Entries taken from a collection:
#####

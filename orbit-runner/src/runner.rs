//! Backtest runner — wires together data loading, the engine, metrics and
//! artifacts.
//!
//! The runner always produces a `RunSummary`, aborted runs included: the
//! engine keeps its partial trade log, NAV series and hash chain, and the
//! summary records the failure alongside them.

use crate::artifacts::{write_nav_csv, write_summary_json, write_trades_csv};
use crate::metrics::SummaryMetrics;
use crate::result::{RunSummary, SCHEMA_VERSION};
use anyhow::{Context, Result};
use orbit_core::engine::Observer;
use orbit_core::strategy::OrbStrategy;
use orbit_core::{load_dataset, Engine, EngineConfig, Strategy};
use std::path::Path;
use tracing::{error, info};

/// Result of a complete runner invocation. `engine_failed` drives the
/// process exit code; the summary is present either way.
#[derive(Debug)]
pub struct RunOutcome {
    pub summary: RunSummary,
    pub engine_failed: bool,
}

/// Load data, run the reference ORB strategy over it, compute metrics and
/// (optionally) write artifacts into `out_dir`.
pub fn run_backtest(
    config: &EngineConfig,
    data_dir: &Path,
    out_dir: Option<&Path>,
) -> Result<RunOutcome> {
    let mut strategy = OrbStrategy::from_config(config);
    run_backtest_with_strategy(config, data_dir, out_dir, &mut strategy)
}

/// Same, with a caller-supplied strategy.
pub fn run_backtest_with_strategy(
    config: &EngineConfig,
    data_dir: &Path,
    out_dir: Option<&Path>,
    strategy: &mut dyn Strategy,
) -> Result<RunOutcome> {
    config.validate().context("invalid configuration")?;

    let dataset = load_dataset(data_dir, config).context("failed to load bar data")?;
    info!(
        bars = dataset.len(),
        tickers = config.tickers.len(),
        dataset_hash = dataset.hash(),
        "dataset loaded"
    );

    let observer = Observer::stderr(config.snapshot_dir.clone());
    let mut engine = Engine::with_observer(config.clone(), &dataset, observer);
    let run_result = engine.run(strategy);

    let engine_error = match &run_result {
        Ok(()) => None,
        Err(e) => {
            error!(error = %e, "engine failure; emitting partial summary");
            Some(e.to_string())
        }
    };

    let final_nav = engine.final_nav();
    let metrics = SummaryMetrics::compute(
        engine.daily_nav(),
        engine.round_trips(),
        config.initial_capital,
        final_nav,
    );
    let summary = RunSummary {
        schema_version: SCHEMA_VERSION,
        metrics,
        determinism_hash: engine.determinism_hash(),
        dataset_hash: dataset.hash().to_string(),
        config_hash: config.config_hash(),
        config: config.clone(),
        initial_capital: config.initial_capital,
        final_nav,
        bars_processed: engine.bars_processed(),
        strategy_failures: engine.strategy_failures(),
        engine_error,
    };

    if let Some(dir) = out_dir {
        std::fs::create_dir_all(dir)
            .with_context(|| format!("failed to create output dir {}", dir.display()))?;
        write_trades_csv(&dir.join("trades.csv"), engine.round_trips(), config.timezone)?;
        write_nav_csv(&dir.join("nav.csv"), engine.daily_nav())?;
        write_summary_json(&dir.join("summary.json"), &summary)?;
        info!(out_dir = %dir.display(), "artifacts written");
    }

    Ok(RunOutcome {
        engine_failed: summary.engine_error.is_some(),
        summary,
    })
}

#####

* [Work to complete]:
Could you restate all of the lines above without altering a single word?

* [Response to this task]:
filename orbit-runner/src/runner.rs
//! Backtest runner — wires together data loading, the engine, metrics and
//! artifacts.
//!
//! The runner always produces a `RunSummary`, aborted runs included: the
//! engine keeps its partial trade log, NAV series and hash chain, and the
//! summary records the failure alongside them.

use crate::artifacts::{write_nav_csv, write_summary_json, write_trades_csv};
use crate::metrics::SummaryMetrics;
use crate::result::{RunSummary, SCHEMA_VERSION};
use anyhow::{Context, Result};
use orbit_core::engine::Observer;
use orbit_core::strategy::OrbStrategy;
use orbit_core::{load_dataset, Engine, EngineConfig, Strategy};
use std::path::Path;
use tracing::{error, info};

/// Result of a complete runner invocation. `engine_failed` drives the
/// process exit code; the summary is present either way.
#[derive(Debug)]
pub struct RunOutcome {
    pub summary: RunSummary,
    pub engine_failed: bool,
}

/// Load data, run the reference ORB strategy over it, compute metrics and
/// (optionally) write artifacts into `out_dir`.
pub fn run_backtest(
    config: &EngineConfig,
    data_dir: &Path,
    out_dir: Option<&Path>,
) -> Result<RunOutcome> {
    let mut strategy = OrbStrategy::from_config(config);
    run_backtest_with_strategy(config, data_dir, out_dir, &mut strategy)
}

/// Same, with a caller-supplied strategy.
pub fn run_backtest_with_strategy(
    config: &EngineConfig,
    data_dir: &Path,
    out_dir: Option<&Path>,
    strategy: &mut dyn Strategy,
) -> Result<RunOutcome> {
    config.validate().context("invalid configuration")?;

    let dataset = load_dataset(data_dir, config).context("failed to load bar data")?;
    info!(
        bars = dataset.len(),
        tickers = config.tickers.len(),
        dataset_hash = dataset.hash(),
        "dataset loaded"
    );

    let observer = Observer::stderr(config.snapshot_dir.clone());
    let mut engine = Engine::with_observer(config.clone(), &dataset, observer);
    let run_result = engine.run(strategy);

    let engine_error = match &run_result {
        Ok(()) => None,
        Err(e) => {
            error!(error = %e, "engine failure; emitting partial summary");
            Some(e.to_string())
        }
    };

    let final_nav = engine.final_nav();
    let metrics = SummaryMetrics::compute(
        engine.daily_nav(),
        engine.round_trips(),
        config.initial_capital,
        final_nav,
    );
    let summary = RunSummary {
        schema_version: SCHEMA_VERSION,
        metrics,
        determinism_hash: engine.determinism_hash(),
        dataset_hash: dataset.hash().to_string(),
        config_hash: config.config_hash(),
        config: config.clone(),
        initial_capital: config.initial_capital,
        final_nav,
        bars_processed: engine.bars_processed(),
        strategy_failures: engine.strategy_failures(),
        engine_error,
    };

    if let Some(dir) = out_dir {
        std::fs::create_dir_all(dir)
            .with_context(|| format!("failed to create output dir {}", dir.display()))?;
        write_trades_csv(&dir.join("trades.csv"), engine.round_trips(), config.timezone)?;
        write_nav_csv(&dir.join("nav.csv"), engine.daily_nav())?;
        write_summary_json(&dir.join("summary.json"), &summary)?;
        info!(out_dir = %dir.display(), "artifacts written");
    }

    Ok(RunOutcome {
        engine_failed: summary.engine_error.is_some(),
        summary,
    })
}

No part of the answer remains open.